L’annessione russa della Crimea ha improvvisamente reso visibili altre zone d’Europa e d’Asia dove Mosca potrebbe alzare la voce e rivendicare perdute ingerenze. Gli stati dell’Asia centrale e del Caucaso non sono mai usciti dall’influenza russa e sono lontani da Bruxelles. Ma dentro i confini dell’Unione sono rimaste intrappolate importanti minoranze russe non riconosciute che ora hanno qualche buona ragione per farsi sentire e che potrebbero destabilizzare paesi come l’Estonia, la Lettonia o la Lituania. I dirigenti baltici hanno un bel dire che i loro paesi sono membri della NATO e che la Russia non oserà mai muovere un passo contro di loro. Certamente un’invasione è molto improbabile e anche quanto a ingerenza, la Russia non potrà esercitarne molta ora che tutta l’Europa cerca di limitare la propria dipendenza economica da Mosca. Ma quel che rischiano i paesi a forte minoranza russa è la lenta disgregazione della loro società.

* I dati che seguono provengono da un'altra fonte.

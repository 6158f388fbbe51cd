//! Deterministic hash-based type identity.
//!
//! [`TypeHash`] identifies a type by its fully qualified name, so a reference
//! to a class can be formed before the class itself has been built. Derived
//! types (arrays, by-reference types) and member signatures mix the hashes of
//! their components with domain constants so they never collide with a plain
//! type name.
//!
//! ```
//! use classbind_core::TypeHash;
//!
//! let a = TypeHash::from_name("System.Object");
//! assert_eq!(a, TypeHash::from_name("System.Object"));
//! assert_ne!(TypeHash::array_of(a), a);
//! ```

use std::fmt;
use xxhash_rust::xxh64::xxh64;

/// Domain-specific mixing constants.
pub mod hash_constants {
    /// Separator constant used when folding a sequence of hashes.
    pub const SEP: u64 = 0x4bc94d6bd06053ad;

    /// Domain marker for named types.
    pub const TYPE: u64 = 0x2fac10b63a6cc57c;

    /// Domain marker for single-dimension arrays.
    pub const ARRAY: u64 = 0x6a09e667f3bcc908;

    /// Domain marker for by-reference types.
    pub const BYREF: u64 = 0x3c6ef372fe94f82b;

    /// Domain marker for parameter lists.
    pub const PARAMS: u64 = 0x5ea77ffbcdf5f302;

    /// Domain marker for members.
    pub const MEMBER: u64 = 0x7d3c8b4a92e15f6d;

    /// Per-position markers so that parameter order matters.
    pub const PARAM_MARKERS: [u64; 8] = [
        0x9e3779b97f4a7c15,
        0xbf58476d1ce4e5b9,
        0x94d049bb133111eb,
        0xd6e8feb86659fd93,
        0xe7037ed1a0b428db,
        0xc6a4a7935bd1e995,
        0x8648dbbc94d49b8d,
        0xa2b48b2c69e0d657,
    ];
}

/// A deterministic 64-bit identity for a type, parameter list or member.
#[derive(Clone, Copy, PartialEq, Eq, Hash, PartialOrd, Ord, Default)]
#[repr(transparent)]
pub struct TypeHash(pub u64);

impl TypeHash {
    /// Empty/invalid hash constant.
    pub const EMPTY: TypeHash = TypeHash(0);

    /// Hash of a fully qualified type name (`Namespace.Outer.Inner`).
    #[inline]
    pub fn from_name(name: &str) -> Self {
        TypeHash(hash_constants::TYPE ^ xxh64(name.as_bytes(), 0))
    }

    /// Hash of a single-dimension array of `element`.
    #[inline]
    pub fn array_of(element: TypeHash) -> Self {
        TypeHash(
            hash_constants::ARRAY
                .wrapping_mul(hash_constants::SEP)
                .wrapping_add(element.0),
        )
    }

    /// Hash of a by-reference `inner` type.
    #[inline]
    pub fn by_ref(inner: TypeHash) -> Self {
        TypeHash(
            hash_constants::BYREF
                .wrapping_mul(hash_constants::SEP)
                .wrapping_add(inner.0),
        )
    }

    /// Hash of an ordered parameter type list.
    ///
    /// `(int, string)` and `(string, int)` hash differently.
    pub fn from_params(params: &[TypeHash]) -> Self {
        TypeHash(fold_params(hash_constants::PARAMS, params))
    }

    /// Hash of a member identified by owner, name and parameter types.
    pub fn from_member(owner: TypeHash, name: &str, params: &[TypeHash]) -> Self {
        let seed = hash_constants::MEMBER ^ owner.0 ^ xxh64(name.as_bytes(), 0);
        TypeHash(fold_params(seed, params))
    }

    /// Whether this is the empty hash.
    #[inline]
    pub fn is_empty(self) -> bool {
        self.0 == 0
    }
}

fn fold_params(seed: u64, params: &[TypeHash]) -> u64 {
    let mut hash = seed;
    for (i, param) in params.iter().enumerate() {
        let marker = hash_constants::PARAM_MARKERS
            .get(i)
            .copied()
            .unwrap_or_else(|| hash_constants::PARAM_MARKERS[0].wrapping_add(i as u64));
        hash = hash
            .wrapping_mul(hash_constants::SEP)
            .wrapping_add(marker ^ param.0);
    }
    hash
}

impl fmt::Debug for TypeHash {
    fn fmt(&self, f: &mut fmt::Formatter<'_>) -> fmt::Result {
        write!(f, "TypeHash({:#018x})", self.0)
    }
}

impl fmt::Display for TypeHash {
    fn fmt(&self, f: &mut fmt::Formatter<'_>) -> fmt::Result {
        write!(f, "{:#018x}", self.0)
    }
}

Le comunità russofone che in certi paesi raggiungono anche il 37%, spesso non hanno scuole riconosciute, sono costrette a imparare la lingua nazionale per avere il passaporto e sono in generale sottoposte ad altre angherie dall’apparato di stati a lungo oppressi e ora desiderosi di rivincita. I russi trattati come cittadini di second’ordine in questi paesi non potranno mai nutrire grandi entusiasmi civici e tenderanno sempre a rivolgersi a Mosca. Per studiare, per lavorare, per commerciare, per cercare protezione.

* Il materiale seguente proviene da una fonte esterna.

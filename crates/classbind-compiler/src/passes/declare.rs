//! Declaration Pass (Pass 1) - declare every type name into the scope tree.
//!
//! Nothing is resolved here. Every namespace block opens a directive block,
//! every type (nested types included) gets its own scope and an unresolved
//! [`ClassEntry`], and `using` directives are queued. The queued directives
//! are bound once every unit has been declared, so a `using` may name a
//! namespace that only a later file introduces.
//!
//! A name collision is reported and the colliding type is skipped together
//! with its nested types. Its siblings are still declared.

use classbind_ast::{CompilationUnit, Item, Modifiers, NamespaceDecl, QualifiedName, TypeDecl, UsingDecl};
use classbind_core::{ClassEntry, ClassFlags, ClassId, ClassKind, CompilationError, Span, Visibility};
use classbind_registry::{AliasTarget, BlockId, NodeIndex};
use tracing::{debug, trace};

use crate::context::{CompilationContext, ResolutionContext};
use crate::lookup::{SemanticValue, try_resolve_qualified_name};

/// A type that made it into the scope tree.
#[derive(Debug, Clone, Copy)]
pub struct DeclaredType<'ast> {
    pub decl: &'ast TypeDecl,
    pub class: ClassId,
    /// The type's own scope.
    pub scope: NodeIndex,
    /// Context the declaration appears in. Base types resolve here.
    pub outer: ResolutionContext,
    pub file: &'ast str,
}

impl DeclaredType<'_> {
    /// Context for the type's body.
    pub fn body(&self) -> ResolutionContext {
        self.outer.within_class(self.class)
    }
}

/// A compilation unit with its file-level directive block.
#[derive(Debug, Clone, Copy)]
pub struct DeclaredUnit<'ast> {
    pub unit: &'ast CompilationUnit,
    pub res: ResolutionContext,
}

/// Output of the declaration pass.
#[derive(Debug, Default)]
pub struct DeclarationOutput<'ast> {
    /// Declared types, outer types before the types nested in them.
    pub types: Vec<DeclaredType<'ast>>,
    pub units: Vec<DeclaredUnit<'ast>>,
}

struct PendingUsing<'ast> {
    block: BlockId,
    using: &'ast UsingDecl,
    file: &'ast str,
}

/// Pass 1: declare namespaces and types.
pub struct DeclarePass<'a, 'ast> {
    ctx: &'a mut CompilationContext,
    file: &'ast str,
    types: Vec<DeclaredType<'ast>>,
    pending_usings: Vec<PendingUsing<'ast>>,
}

impl<'a, 'ast> DeclarePass<'a, 'ast> {
    pub fn new(ctx: &'a mut CompilationContext) -> Self {
        Self {
            ctx,
            file: "",
            types: Vec::new(),
            pending_usings: Vec::new(),
        }
    }

    #[tracing::instrument(level = "debug", skip_all, fields(units = units.len()))]
    pub fn run(mut self, units: &'ast [CompilationUnit]) -> DeclarationOutput<'ast> {
        let mut declared_units = Vec::with_capacity(units.len());

        for unit in units {
            self.file = &unit.file;
            self.ctx.set_file(Some(unit.file.clone()));

            let root = self.ctx.scopes.root();
            let block = self.ctx.scopes.open_block(root, None);
            self.queue_usings(block, &unit.usings);

            let res = ResolutionContext::at_namespace(root).with_block(block);
            for item in &unit.items {
                self.visit_item(item, res);
            }
            declared_units.push(DeclaredUnit { unit, res });
        }

        self.bind_usings();
        debug!(types = self.types.len(), "declaration pass complete");

        DeclarationOutput {
            types: self.types,
            units: declared_units,
        }
    }

    fn visit_item(&mut self, item: &'ast Item, res: ResolutionContext) {
        match item {
            Item::Namespace(ns) => self.visit_namespace(ns, res),
            Item::Type(decl) => self.declare_type(decl, res, None),
        }
    }

    // ==========================================================================
    // Namespaces
    // ==========================================================================

    /// `namespace A.B { }` is `namespace A { namespace B { } }`: one scope
    /// and one directive block per segment, with the written directives on
    /// the innermost block.
    fn visit_namespace(&mut self, ns: &'ast NamespaceDecl, res: ResolutionContext) {
        let mut namespace = res.namespace;
        let mut block = res.block;

        for segment in &ns.name.segments {
            match self.ctx.scopes.declare_namespace(namespace, &[segment.as_str()]) {
                Ok(node) => namespace = node,
                Err(err) => {
                    self.report(err.at(segment.span));
                    return;
                }
            }
            block = Some(self.ctx.scopes.open_block(namespace, block));
        }
        trace!(namespace = %ns.name, "entered namespace");

        if let Some(block) = block {
            self.queue_usings(block, &ns.usings);
        }

        let inner = ResolutionContext {
            block,
            namespace,
            class: None,
            access_from: None,
        };
        for item in &ns.items {
            self.visit_item(item, inner);
        }
    }

    // ==========================================================================
    // Types
    // ==========================================================================

    fn declare_type(&mut self, decl: &'ast TypeDecl, res: ResolutionContext, outer: Option<ClassId>) {
        let parent_scope = match outer {
            Some(outer) => self.ctx.scopes.class_scope(outer),
            None => Some(res.namespace),
        };
        let Some(parent_scope) = parent_scope else {
            return;
        };

        let default_visibility = if outer.is_some() {
            Visibility::Private
        } else {
            Visibility::Internal
        };
        let namespace = self.ctx.scopes.namespace_path(res.namespace);
        let mut entry = ClassEntry::new(decl.name.as_str(), namespace, decl.kind)
            .with_visibility(decl.modifiers.visibility(default_visibility))
            .with_flags(class_flags(decl))
            .with_span(decl.span);
        if let Some(outer) = outer {
            let outer_name = self.ctx.graph.qualified_name(outer).to_string();
            entry = entry.nested_in(outer, &outer_name);
        }

        // The class graph numbers classes in insertion order.
        let id = ClassId(self.ctx.graph.class_count() as u32);
        let scope = match self
            .ctx
            .scopes
            .declare_type(parent_scope, decl.name.as_str(), id, decl.name.span, false)
        {
            Ok(scope) => scope,
            Err(err) => {
                self.report(err.at(decl.name.span));
                return;
            }
        };
        let class = self.ctx.graph.add_class(entry);
        trace!(name = %self.ctx.graph.qualified_name(class), ?class, "declared type");

        self.types.push(DeclaredType {
            decl,
            class,
            scope,
            outer: res,
            file: self.file,
        });

        let body = res.within_class(class);
        for nested in decl.nested_types() {
            self.declare_type(nested, body, Some(class));
        }
    }

    // ==========================================================================
    // Using Directives
    // ==========================================================================

    fn queue_usings(&mut self, block: BlockId, usings: &'ast [UsingDecl]) {
        for using in usings {
            self.pending_usings.push(PendingUsing {
                block,
                using,
                file: self.file,
            });
        }
    }

    fn bind_usings(&mut self) {
        for pending in std::mem::take(&mut self.pending_usings) {
            self.ctx.set_file(Some(pending.file.to_string()));
            match pending.using {
                UsingDecl::Namespace { path, span } => {
                    match self.ctx.scopes.find_namespace(&path.to_string()) {
                        Some(ns) => self.ctx.scopes.add_using(pending.block, ns),
                        None => self.report(CompilationError::NotDeclared {
                            name: path.to_string(),
                            span: *span,
                        }),
                    }
                }
                UsingDecl::Alias {
                    alias,
                    target,
                    span,
                } => {
                    let Some(resolved) = self.alias_target(pending.block, target) else {
                        continue;
                    };
                    if !self.ctx.scopes.add_alias(pending.block, alias.as_str(), resolved) {
                        self.report(CompilationError::AlreadyDeclared {
                            name: alias.name.clone(),
                            previous: Span::default(),
                            span: *span,
                        });
                    }
                }
            }
        }
    }

    /// An alias target resolves without the directives of its own block.
    fn alias_target(&mut self, block: BlockId, target: &QualifiedName) -> Option<AliasTarget> {
        if let Some(ns) = self.ctx.scopes.find_namespace(&target.to_string()) {
            return Some(AliasTarget::Namespace(ns));
        }

        let directives = self.ctx.scopes.block(block)?;
        let res = ResolutionContext {
            block: directives.enclosing,
            namespace: directives.namespace,
            class: None,
            access_from: None,
        };
        match try_resolve_qualified_name(self.ctx, &res, target) {
            Ok(SemanticValue::Namespace(ns)) => Some(AliasTarget::Namespace(ns)),
            Ok(SemanticValue::Type(class) | SemanticValue::DeferredType(class)) => {
                Some(AliasTarget::Type(class))
            }
            Ok(_) => {
                self.report(CompilationError::NotAType {
                    name: target.to_string(),
                    span: target.span,
                });
                None
            }
            Err(err) => {
                self.report(err);
                None
            }
        }
    }

    fn report(&mut self, error: CompilationError) {
        debug!(%error, "declaration error");
        self.ctx.add_error(error);
    }
}

/// Class flags implied by the declaration's kind and modifiers.
fn class_flags(decl: &TypeDecl) -> ClassFlags {
    let mut flags = ClassFlags::empty();
    if decl.modifiers.contains(Modifiers::ABSTRACT) || decl.kind == ClassKind::Interface {
        flags |= ClassFlags::ABSTRACT;
    }
    if decl.modifiers.contains(Modifiers::SEALED)
        || matches!(decl.kind, ClassKind::Struct | ClassKind::Enum | ClassKind::Delegate)
    {
        flags |= ClassFlags::SEALED;
    }
    if decl.modifiers.contains(Modifiers::STATIC) {
        flags |= ClassFlags::STATIC | ClassFlags::ABSTRACT | ClassFlags::SEALED;
    }
    flags
}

Qual è dunque la soluzione? Mostrare piccoli muscoli baltici all’orso russo non farà grande impressione. In più Mosca avrà gioco facile a dire che l’Unione europea ha due pesi e due misure quando si tratta di minoranze e che in Europa non tutte le lingue sono uguali. La carta vincente allora è proprio cambiare gioco: riconoscere le minoranze russe ovunque nell’Unione, riconoscere il russo come lingua ufficiale nei paesi baltici e aprire cabine di russo al Parlamento europeo. Una ricetta che da Tallin a Riga e a Vilnius susciterà certamente un coro oltraggiato di no, ma l’unica capace di disinnescare l’aggressività russa e di dimostrare a Putin che esiste un’altra via all’ingerenza: quella dello stato di diritto, dell’inclusione, della persuasione, della libertà. I russofoni dell’Unione europea, vedendo riconosciuti i loro diritti e la loro lingua diventerebbero così i migliori sostenitori del sistema europeo e i più potenti sabotatori del prepotente espansionismo russo.

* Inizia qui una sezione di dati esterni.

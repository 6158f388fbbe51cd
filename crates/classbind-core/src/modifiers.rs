//! Visibility, kind and flag sets for classes and members.

use bitflags::bitflags;

/// Declared accessibility of a class or member.
#[derive(Debug, Clone, Copy, PartialEq, Eq, Hash, Default)]
pub enum Visibility {
    #[default]
    Private,
    Protected,
    Internal,
    ProtectedInternal,
    Public,
}

impl Visibility {
    pub fn keyword(self) -> &'static str {
        match self {
            Visibility::Private => "private",
            Visibility::Protected => "protected",
            Visibility::Internal => "internal",
            Visibility::ProtectedInternal => "protected internal",
            Visibility::Public => "public",
        }
    }
}

/// Syntactic category of a type declaration.
#[derive(Debug, Clone, Copy, PartialEq, Eq, Hash, Default)]
pub enum ClassKind {
    #[default]
    Class,
    Struct,
    Interface,
    Enum,
    Delegate,
}

impl ClassKind {
    pub fn is_value_type(self) -> bool {
        matches!(self, ClassKind::Struct | ClassKind::Enum)
    }
}

bitflags! {
    /// Class-level modifiers.
    #[derive(Debug, Clone, Copy, PartialEq, Eq, Hash, Default)]
    pub struct ClassFlags: u32 {
        const ABSTRACT = 1 << 0;
        const SEALED   = 1 << 1;
        const STATIC   = 1 << 2;
        /// Loaded from a referenced unit rather than declared in source.
        const IMPORTED = 1 << 3;
    }
}

bitflags! {
    /// Member-level metadata flags.
    #[derive(Debug, Clone, Copy, PartialEq, Eq, Hash, Default)]
    pub struct MemberFlags: u32 {
        const STATIC        = 1 << 0;
        const VIRTUAL       = 1 << 1;
        /// Introduces a new vtable slot. A virtual method without it overrides.
        const NEW_SLOT      = 1 << 2;
        const ABSTRACT      = 1 << 3;
        const FINAL         = 1 << 4;
        const SPECIAL_NAME  = 1 << 5;
        const RT_SPECIAL_NAME = 1 << 6;
        /// Body supplied by the runtime (delegate support methods).
        const RUNTIME       = 1 << 7;
        /// Compile-time constant field.
        const LITERAL       = 1 << 8;
        const INIT_ONLY     = 1 << 9;
        const VOLATILE      = 1 << 10;
        /// Compiler-generated; never returned by name lookup.
        const SYNTHETIC     = 1 << 11;
        const VARARG        = 1 << 12;
    }
}

impl MemberFlags {
    /// Virtual but not introducing a slot, i.e. an override.
    #[inline]
    pub fn is_override(self) -> bool {
        self.contains(MemberFlags::VIRTUAL) && !self.contains(MemberFlags::NEW_SLOT)
    }
}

Quando i russi cominceranno a vedere che si può essere russi anche da noi e in più sfuggire al clientelismo e alla corruzione, alla violenza e alla discriminazione, forse saranno meno propensi a votare per Putin o per il nuovo despota che l’uomo del Cremlino starà allevando nel suo vivaio e allora chissà vedremo una vera democrazia nascere a Mosca.